//! Zone presence library
//!
//! Exposes modules for integration testing and binary reuse.

pub mod domain;
pub mod infra;
pub mod io;
pub mod services;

○ ○ ○ ○ ○ ○ ○

- [WORK ITEM]: Give every line above again, word for word.

- [PROBLEM SOLUTION]:
//! Zone presence library
//!
//! Exposes modules for integration testing and binary reuse.

pub mod domain;
pub mod infra;
pub mod io;
pub mod services;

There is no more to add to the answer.